= Records supplied =
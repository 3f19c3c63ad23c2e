use async_trait::async_trait;
use common::EventId;
use storage::{Result, TxManager};

use crate::{OutboxEvent, OutboxStatus};

/// Persistence contract for the transactional outbox.
///
/// Implemented by every store that owns an outbox table: the bid store
/// writes events through `save_event` inside its business transactions,
/// and the relay drains them through `claim_pending` / `mark_status`.
#[async_trait]
pub trait OutboxStore: TxManager {
    /// Inserts a Pending row. Must be called with the same transaction
    /// that holds the business mutation, otherwise the outbox invariant
    /// (no event without its mutation) breaks.
    async fn save_event(&self, tx: &mut Self::Tx, event: &OutboxEvent) -> Result<()>;

    /// Atomically claims up to `limit` Pending rows, oldest first,
    /// skipping rows already held by another transaction, and stamps them
    /// Processing inside `tx`.
    ///
    /// The claim lives and dies with `tx`: a rollback reverts the rows to
    /// unclaimed Pending. Lock-skipping is what lets N parallel relays
    /// drain disjoint subsets without blocking each other.
    async fn claim_pending(&self, tx: &mut Self::Tx, limit: u32) -> Result<Vec<OutboxEvent>>;

    /// Transitions an event to `status`, stamping `processed_at` on
    /// terminal states.
    async fn mark_status(
        &self,
        tx: &mut Self::Tx,
        event_id: EventId,
        status: OutboxStatus,
    ) -> Result<()>;
}
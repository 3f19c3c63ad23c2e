use chrono::{DateTime, Utc};
use common::EventId;

/// Lifecycle states of an outbox row.
///
/// Rows are created Pending together with their business mutation, stamped
/// Processing by the relay transaction that claims them, and Published once
/// the broker acknowledges. Failed is reserved for future dead-letter
/// handling; the relay never writes it.
#[derive(Debug, Clone, Copy, PartialEq, Eq)]
pub enum OutboxStatus {
    Pending,
    Processing,
    Published,
    Failed,
}

impl OutboxStatus {
    pub fn as_str(&self) -> &'static str {
        match self {
            OutboxStatus::Pending => "pending",
            OutboxStatus::Processing => "processing",
            OutboxStatus::Published => "published",
            OutboxStatus::Failed => "failed",
        }
    }

    pub fn parse(s: &str) -> Option<Self> {
        match s {
            "pending" => Some(OutboxStatus::Pending),
            "processing" => Some(OutboxStatus::Processing),
            "published" => Some(OutboxStatus::Published),
            "failed" => Some(OutboxStatus::Failed),
            _ => None,
        }
    }

    /// Terminal states carry a `processed_at` stamp.
    pub fn is_terminal(&self) -> bool {
        matches!(self, OutboxStatus::Published | OutboxStatus::Failed)
    }
}

impl std::fmt::Display for OutboxStatus {
    fn fmt(&self, f: &mut std::fmt::Formatter<'_>) -> std::fmt::Result {
        f.write_str(self.as_str())
    }
}

/// A durable record of a business event awaiting publication.
///
/// The payload is the opaque wire encoding of the event body; the relay
/// never looks inside it, it only routes by `event_type`.
#[derive(Debug, Clone)]
pub struct OutboxEvent {
    pub id: EventId,
    pub event_type: String,
    pub payload: Vec<u8>,
    pub status: OutboxStatus,
    pub created_at: DateTime<Utc>,
    pub processed_at: Option<DateTime<Utc>>,
}

impl OutboxEvent {
    /// Creates a Pending event ready to be saved alongside its business
    /// mutation.
    pub fn pending(
        event_type: impl Into<String>,
        payload: Vec<u8>,
        created_at: DateTime<Utc>,
    ) -> Self {
        Self {
            id: EventId::new(),
            event_type: event_type.into(),
            payload,
            status: OutboxStatus::Pending,
            created_at,
            processed_at: None,
        }
    }
}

= Work request =
Please write out each line of the listing above exactly.

= Task answer =
repository 3f19c3c63ad23c2e
use async_trait::async_trait;
use common::EventId;
use storage::{Result, TxManager};

use crate::{OutboxEvent, OutboxStatus};

/// Persistence contract for the transactional outbox.
///
/// Implemented by every store that owns an outbox table: the bid store
/// writes events through `save_event` inside its business transactions,
/// and the relay drains them through `claim_pending` / `mark_status`.
#[async_trait]
pub trait OutboxStore: TxManager {
    /// Inserts a Pending row. Must be called with the same transaction
    /// that holds the business mutation, otherwise the outbox invariant
    /// (no event without its mutation) breaks.
    async fn save_event(&self, tx: &mut Self::Tx, event: &OutboxEvent) -> Result<()>;

    /// Atomically claims up to `limit` Pending rows, oldest first,
    /// skipping rows already held by another transaction, and stamps them
    /// Processing inside `tx`.
    ///
    /// The claim lives and dies with `tx`: a rollback reverts the rows to
    /// unclaimed Pending. Lock-skipping is what lets N parallel relays
    /// drain disjoint subsets without blocking each other.
    async fn claim_pending(&self, tx: &mut Self::Tx, limit: u32) -> Result<Vec<OutboxEvent>>;

    /// Transitions an event to `status`, stamping `processed_at` on
    /// terminal states.
    async fn mark_status(
        &self,
        tx: &mut Self::Tx,
        event_id: EventId,
        status: OutboxStatus,
    ) -> Result<()>;
}
repository 3f19c3c63ad23c2e
use chrono::{DateTime, Utc};
use common::EventId;

/// Lifecycle states of an outbox row.
///
/// Rows are created Pending together with their business mutation, stamped
/// Processing by the relay transaction that claims them, and Published once
/// the broker acknowledges. Failed is reserved for future dead-letter
/// handling; the relay never writes it.
#[derive(Debug, Clone, Copy, PartialEq, Eq)]
pub enum OutboxStatus {
    Pending,
    Processing,
    Published,
    Failed,
}

impl OutboxStatus {
    pub fn as_str(&self) -> &'static str {
        match self {
            OutboxStatus::Pending => "pending",
            OutboxStatus::Processing => "processing",
            OutboxStatus::Published => "published",
            OutboxStatus::Failed => "failed",
        }
    }

    pub fn parse(s: &str) -> Option<Self> {
        match s {
            "pending" => Some(OutboxStatus::Pending),
            "processing" => Some(OutboxStatus::Processing),
            "published" => Some(OutboxStatus::Published),
            "failed" => Some(OutboxStatus::Failed),
            _ => None,
        }
    }

    /// Terminal states carry a `processed_at` stamp.
    pub fn is_terminal(&self) -> bool {
        matches!(self, OutboxStatus::Published | OutboxStatus::Failed)
    }
}

impl std::fmt::Display for OutboxStatus {
    fn fmt(&self, f: &mut std::fmt::Formatter<'_>) -> std::fmt::Result {
        f.write_str(self.as_str())
    }
}

/// A durable record of a business event awaiting publication.
///
/// The payload is the opaque wire encoding of the event body; the relay
/// never looks inside it, it only routes by `event_type`.
#[derive(Debug, Clone)]
pub struct OutboxEvent {
    pub id: EventId,
    pub event_type: String,
    pub payload: Vec<u8>,
    pub status: OutboxStatus,
    pub created_at: DateTime<Utc>,
    pub processed_at: Option<DateTime<Utc>>,
}

impl OutboxEvent {
    /// Creates a Pending event ready to be saved alongside its business
    /// mutation.
    pub fn pending(
        event_type: impl Into<String>,
        payload: Vec<u8>,
        created_at: DateTime<Utc>,
    ) -> Self {
        Self {
            id: EventId::new(),
            event_type: event_type.into(),
            payload,
            status: OutboxStatus::Pending,
            created_at,
            processed_at: None,
        }
    }
}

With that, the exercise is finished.